### Instructions to follow
From the material below, copy every line in which the word "PartialEq" occurs.

### Stored data

————————

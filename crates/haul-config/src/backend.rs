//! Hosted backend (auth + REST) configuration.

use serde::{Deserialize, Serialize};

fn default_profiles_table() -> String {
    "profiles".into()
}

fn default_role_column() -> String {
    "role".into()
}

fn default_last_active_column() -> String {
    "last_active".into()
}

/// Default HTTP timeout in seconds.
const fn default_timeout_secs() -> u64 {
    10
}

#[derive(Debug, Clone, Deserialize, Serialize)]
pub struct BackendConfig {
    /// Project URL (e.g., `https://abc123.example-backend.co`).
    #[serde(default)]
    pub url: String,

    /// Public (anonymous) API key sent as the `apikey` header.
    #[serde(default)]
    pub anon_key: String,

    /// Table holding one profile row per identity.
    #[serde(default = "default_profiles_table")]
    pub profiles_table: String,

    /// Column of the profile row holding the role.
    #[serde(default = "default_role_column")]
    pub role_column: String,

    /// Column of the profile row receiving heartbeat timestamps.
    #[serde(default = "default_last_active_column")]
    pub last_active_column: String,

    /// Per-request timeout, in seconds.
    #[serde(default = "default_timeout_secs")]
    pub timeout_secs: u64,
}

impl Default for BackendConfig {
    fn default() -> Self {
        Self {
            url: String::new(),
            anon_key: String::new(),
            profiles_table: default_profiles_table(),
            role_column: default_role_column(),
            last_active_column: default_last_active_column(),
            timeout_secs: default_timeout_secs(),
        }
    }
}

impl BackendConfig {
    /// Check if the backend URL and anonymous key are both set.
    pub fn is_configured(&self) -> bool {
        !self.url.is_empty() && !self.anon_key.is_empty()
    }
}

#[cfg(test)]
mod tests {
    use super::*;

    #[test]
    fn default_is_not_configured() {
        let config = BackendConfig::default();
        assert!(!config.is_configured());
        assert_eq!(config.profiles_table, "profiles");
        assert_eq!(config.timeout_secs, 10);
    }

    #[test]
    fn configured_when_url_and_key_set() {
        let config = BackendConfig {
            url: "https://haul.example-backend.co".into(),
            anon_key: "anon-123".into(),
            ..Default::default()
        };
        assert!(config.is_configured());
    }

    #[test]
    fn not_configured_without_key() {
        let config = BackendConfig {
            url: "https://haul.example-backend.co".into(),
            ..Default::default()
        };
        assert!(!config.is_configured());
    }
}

————————

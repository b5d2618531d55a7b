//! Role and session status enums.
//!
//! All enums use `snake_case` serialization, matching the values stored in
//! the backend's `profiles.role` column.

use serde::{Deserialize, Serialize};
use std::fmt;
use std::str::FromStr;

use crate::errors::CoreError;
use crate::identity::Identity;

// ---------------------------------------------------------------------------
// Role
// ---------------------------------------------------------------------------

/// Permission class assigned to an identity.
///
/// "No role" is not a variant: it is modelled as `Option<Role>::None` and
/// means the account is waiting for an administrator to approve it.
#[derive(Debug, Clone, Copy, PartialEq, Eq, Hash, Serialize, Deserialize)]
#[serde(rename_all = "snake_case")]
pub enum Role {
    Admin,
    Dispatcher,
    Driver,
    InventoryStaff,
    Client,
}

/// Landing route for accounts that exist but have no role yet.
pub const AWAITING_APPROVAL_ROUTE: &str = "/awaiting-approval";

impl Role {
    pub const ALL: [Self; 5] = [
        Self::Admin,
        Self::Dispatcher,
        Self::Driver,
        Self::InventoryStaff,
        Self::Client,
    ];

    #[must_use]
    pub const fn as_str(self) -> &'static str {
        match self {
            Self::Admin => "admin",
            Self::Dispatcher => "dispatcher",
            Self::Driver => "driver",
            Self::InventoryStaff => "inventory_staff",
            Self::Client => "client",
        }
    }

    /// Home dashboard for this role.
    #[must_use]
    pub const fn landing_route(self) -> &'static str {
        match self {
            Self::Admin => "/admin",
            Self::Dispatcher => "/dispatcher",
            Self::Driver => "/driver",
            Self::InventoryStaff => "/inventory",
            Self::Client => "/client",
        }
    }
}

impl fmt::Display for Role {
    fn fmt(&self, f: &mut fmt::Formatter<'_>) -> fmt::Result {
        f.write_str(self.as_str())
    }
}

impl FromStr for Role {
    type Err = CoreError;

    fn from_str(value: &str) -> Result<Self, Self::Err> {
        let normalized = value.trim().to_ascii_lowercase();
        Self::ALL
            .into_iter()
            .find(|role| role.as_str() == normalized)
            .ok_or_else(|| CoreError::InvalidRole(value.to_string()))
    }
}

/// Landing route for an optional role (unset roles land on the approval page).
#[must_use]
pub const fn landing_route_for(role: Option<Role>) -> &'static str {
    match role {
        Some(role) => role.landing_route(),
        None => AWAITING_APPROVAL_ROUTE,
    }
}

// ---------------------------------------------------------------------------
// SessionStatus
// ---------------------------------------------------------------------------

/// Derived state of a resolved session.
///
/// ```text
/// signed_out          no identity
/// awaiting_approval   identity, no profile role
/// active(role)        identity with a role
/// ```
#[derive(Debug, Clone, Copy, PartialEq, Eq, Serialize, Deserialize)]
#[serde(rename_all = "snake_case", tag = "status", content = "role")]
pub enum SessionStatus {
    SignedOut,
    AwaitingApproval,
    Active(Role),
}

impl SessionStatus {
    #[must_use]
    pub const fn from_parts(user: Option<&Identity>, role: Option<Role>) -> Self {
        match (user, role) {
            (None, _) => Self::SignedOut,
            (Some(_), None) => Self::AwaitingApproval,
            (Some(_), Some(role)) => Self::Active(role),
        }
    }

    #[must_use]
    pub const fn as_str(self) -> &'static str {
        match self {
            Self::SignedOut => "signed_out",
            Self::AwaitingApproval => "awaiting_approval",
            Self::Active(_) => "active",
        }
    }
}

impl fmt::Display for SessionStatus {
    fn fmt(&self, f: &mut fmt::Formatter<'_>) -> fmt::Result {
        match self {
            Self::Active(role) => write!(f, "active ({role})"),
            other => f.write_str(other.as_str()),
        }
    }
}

————————

### Response to this exercise
#[derive(Debug, Clone, Copy, PartialEq, Eq, Hash, Serialize, Deserialize)]
#[derive(Debug, Clone, Copy, PartialEq, Eq, Serialize, Deserialize)]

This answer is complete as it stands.